Task to complete: Return the lines of the data below exactly. Start at the first and end with the line containing "pub fn with_poll_interval(mut".

Given entries:
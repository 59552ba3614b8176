//! Job service configuration

use serde::{Deserialize, Serialize};
use std::time::Duration;

/// Job service configuration
#[derive(Debug, Clone, PartialEq, Eq, Serialize, Deserialize)]
#[serde(default)]
pub struct JobsConfig {
    /// Maximum extractions running at once
    pub max_concurrent_jobs: usize,
    /// Delay between polls in milliseconds
    pub poll_interval_ms: u64,
    /// Polls before giving up
    pub poll_max_attempts: u32,
    /// Jobs returned by listings
    pub list_limit: usize,
}

impl JobsConfig {
    /// Create default configuration
    #[inline]
    #[must_use]
    pub fn new() -> Self {
        Self::default()
    }

    /// With concurrency limit (at least one)
    #[inline]
    #[must_use]
    pub fn with_max_concurrent_jobs(mut self, max: usize) -> Self {
        self.max_concurrent_jobs = max.max(1);
        self
    }

    /// With poll interval
    #[inline]
    #[must_use]
    pub fn with_poll_interval(mut self, interval: Duration) -> Self {
        self.poll_interval_ms = u64::try_from(interval.as_millis()).unwrap_or(u64::MAX);
        self
    }

    /// With poll attempt cap
    #[inline]
    #[must_use]
    pub fn with_poll_max_attempts(mut self, attempts: u32) -> Self {
        self.poll_max_attempts = attempts;
        self
    }

    /// With listing limit
    #[inline]
    #[must_use]
    pub fn with_list_limit(mut self, limit: usize) -> Self {
        self.list_limit = limit;
        self
    }

    /// Delay between polls
    #[inline]
    #[must_use]
    pub fn poll_interval(&self) -> Duration {
        Duration::from_millis(self.poll_interval_ms)
    }
}

impl Default for JobsConfig {
    fn default() -> Self {
        Self {
            max_concurrent_jobs: 8,
            poll_interval_ms: 1000,
            poll_max_attempts: 30,
            list_limit: 50,
        }
    }
}
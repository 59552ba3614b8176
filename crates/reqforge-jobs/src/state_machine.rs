//! Job status transitions
//!
//! ```text
//! pending ──→ processing ──→ completed
//!    │             │
//!    └─────────────┴───────→ failed
//! ```
//!
//! Terminal states have no outgoing transitions.

use crate::error::TransitionError;
use crate::job::JobStatus;

/// Validate a status change
///
/// # Errors
/// Returns `TransitionError` if `to` is not reachable from `from`.
pub fn validate_transition(from: JobStatus, to: JobStatus) -> Result<(), TransitionError> {
    if allowed_transitions(from).contains(&to) {
        Ok(())
    } else {
        Err(TransitionError { from, to })
    }
}

/// Statuses reachable from `from` in one step
#[must_use]
pub fn allowed_transitions(from: JobStatus) -> &'static [JobStatus] {
    use JobStatus::{Completed, Failed, Pending, Processing};
    match from {
        Pending => &[Processing, Failed],
        Processing => &[Completed, Failed],
        Completed | Failed => &[],
    }
}
//! Extraction orchestrator
//!
//! Top-level policy: try the live generator, repair and validate its output,
//! and fall back to the [`MockGenerator`] on any failure. `extract` never
//! fails and its output always passes validation.
//!
//! # Workflow
//!
//! ```text
//! text → Generator → JSON → normalize → enforce → validate → AppSpec
//!            ↓ (any error)                              ↓ (invalid)
//!            └──────────────→ MockGenerator ←───────────┘
//! ```

use crate::config::GeneratorConfig;
use crate::enforce::enforce;
use crate::error::ExtractionError;
use crate::generator::{GeminiGenerator, Generator};
use crate::mock::MockGenerator;
use crate::normalize::normalize;
use crate::validate::check;
use futures::FutureExt;
use reqforge_spec::AppSpec;
use serde::{Deserialize, Serialize};
use std::panic::AssertUnwindSafe;
use std::sync::Arc;

/// Where an extracted specification came from
#[derive(Debug, Clone, PartialEq, Eq, Serialize, Deserialize)]
#[serde(tag = "kind", rename_all = "snake_case")]
pub enum SpecSource {
    /// Live generator output, repaired and validated
    Live {
        /// Generator name
        generator: String,
    },
    /// Mock generator output
    Fallback {
        /// Why the live path was not used
        reason: String,
    },
}

impl SpecSource {
    /// Whether the live generator produced the result
    #[inline]
    #[must_use]
    pub fn is_live(&self) -> bool {
        matches!(self, Self::Live { .. })
    }
}

/// Extraction result with provenance
#[derive(Debug, Clone, PartialEq, Eq, Serialize, Deserialize)]
pub struct Extraction {
    /// Validated specification
    pub spec: AppSpec,
    /// Provenance
    pub source: SpecSource,
}

/// Generator availability, for status queries
#[derive(Debug, Clone, PartialEq, Eq, Serialize, Deserialize)]
pub struct GeneratorStatus {
    /// Whether a live generator is configured
    pub configured: bool,
    /// Human-readable summary
    pub message: String,
}

/// Parse, repair and validate raw generator output
///
/// # Errors
/// - `ExtractionError::MalformedJson` if `raw` is not JSON
/// - `ExtractionError::Invalid` if the repaired candidate fails validation
/// - `ExtractionError::SchemaMismatch` if it does not decode into [`AppSpec`]
pub fn process_raw(raw: &str) -> Result<AppSpec, ExtractionError> {
    let parsed = serde_json::from_str(raw).map_err(ExtractionError::MalformedJson)?;
    let mut candidate = normalize(parsed);
    let outcome = enforce(&mut candidate);
    tracing::debug!(?outcome, "permission enforcement");
    check(&candidate)?;
    serde_json::from_value(candidate).map_err(ExtractionError::SchemaMismatch)
}

/// Extraction orchestrator
#[derive(Debug, Clone, Default)]
pub struct Extractor {
    generator: Option<Arc<dyn Generator>>,
    mock: MockGenerator,
}

impl Extractor {
    /// Create with an optional live generator
    #[inline]
    #[must_use]
    pub fn new(generator: Option<Arc<dyn Generator>>) -> Self {
        Self {
            generator,
            mock: MockGenerator::new(),
        }
    }

    /// Create with a live generator
    #[inline]
    #[must_use]
    pub fn with_generator(generator: Arc<dyn Generator>) -> Self {
        Self::new(Some(generator))
    }

    /// Create without a live generator (mock only)
    #[inline]
    #[must_use]
    pub fn offline() -> Self {
        Self::new(None)
    }

    /// Create from configuration
    ///
    /// Builds a [`GeminiGenerator`] when an API key is configured; if the
    /// client cannot be built the extractor runs offline.
    #[must_use]
    pub fn from_config(config: &GeneratorConfig) -> Self {
        if !config.is_configured() {
            tracing::info!("API key not configured, using mock generator");
            return Self::offline();
        }
        match GeminiGenerator::new(config) {
            Ok(generator) => {
                tracing::info!(model = generator.model(), "live generator configured");
                Self::with_generator(Arc::new(generator))
            }
            Err(e) => {
                tracing::error!(error = %e, "failed to build live generator, using mock generator");
                Self::offline()
            }
        }
    }

    /// Whether a live generator is configured
    #[inline]
    #[must_use]
    pub fn is_live(&self) -> bool {
        self.generator.is_some()
    }

    /// Generator availability
    #[must_use]
    pub fn status(&self) -> GeneratorStatus {
        match &self.generator {
            Some(generator) => GeneratorStatus {
                configured: true,
                message: format!("live generator `{}` is configured", generator.name()),
            },
            None => GeneratorStatus {
                configured: false,
                message: "using mock data (configure an API key for live extraction)".to_owned(),
            },
        }
    }

    /// Extract a specification; never fails
    pub async fn extract(&self, text: &str) -> AppSpec {
        self.extract_with_source(text).await.spec
    }

    /// Extract a specification and report its provenance
    pub async fn extract_with_source(&self, text: &str) -> Extraction {
        let Some(generator) = &self.generator else {
            return self.fallback(text, "live generator not configured".to_owned());
        };

        match self.try_live(generator.as_ref(), text).await {
            Ok(spec) => {
                let dangling = spec.dangling_references();
                if !dangling.is_empty() {
                    tracing::debug!(?dangling, "permissions reference undeclared entities");
                }
                Extraction {
                    spec,
                    source: SpecSource::Live {
                        generator: generator.name().to_owned(),
                    },
                }
            }
            Err(e) => {
                tracing::warn!(
                    error = %e,
                    kind = e.kind(),
                    retryable = e.is_retryable(),
                    "live extraction failed, falling back to mock data"
                );
                self.fallback(text, e.to_string())
            }
        }
    }

    /// One live attempt: generate, then [`process_raw`]
    ///
    /// # Errors
    /// Any [`ExtractionError`]; a panicking generator maps to
    /// `ExtractionError::GeneratorPanicked`.
    pub async fn try_live(
        &self,
        generator: &dyn Generator,
        text: &str,
    ) -> Result<AppSpec, ExtractionError> {
        let raw = AssertUnwindSafe(generator.generate(text))
            .catch_unwind()
            .await
            .map_err(|_| ExtractionError::GeneratorPanicked)??;
        process_raw(&raw)
    }

    fn fallback(&self, text: &str, reason: String) -> Extraction {
        Extraction {
            spec: self.mock.generate(text),
            source: SpecSource::Fallback { reason },
        }
    }
}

Result for this exercise:
repository 59552ba3614b8176
//! Job service configuration

use serde::{Deserialize, Serialize};
use std::time::Duration;

/// Job service configuration
#[derive(Debug, Clone, PartialEq, Eq, Serialize, Deserialize)]
#[serde(default)]
pub struct JobsConfig {
    /// Maximum extractions running at once
    pub max_concurrent_jobs: usize,
    /// Delay between polls in milliseconds
    pub poll_interval_ms: u64,
    /// Polls before giving up
    pub poll_max_attempts: u32,
    /// Jobs returned by listings
    pub list_limit: usize,
}

impl JobsConfig {
    /// Create default configuration
    #[inline]
    #[must_use]
    pub fn new() -> Self {
        Self::default()
    }

    /// With concurrency limit (at least one)
    #[inline]
    #[must_use]
    pub fn with_max_concurrent_jobs(mut self, max: usize) -> Self {
        self.max_concurrent_jobs = max.max(1);
        self
    }

    /// With poll interval
    #[inline]
    #[must_use]
    pub fn with_poll_interval(mut self, interval: Duration) -> Self {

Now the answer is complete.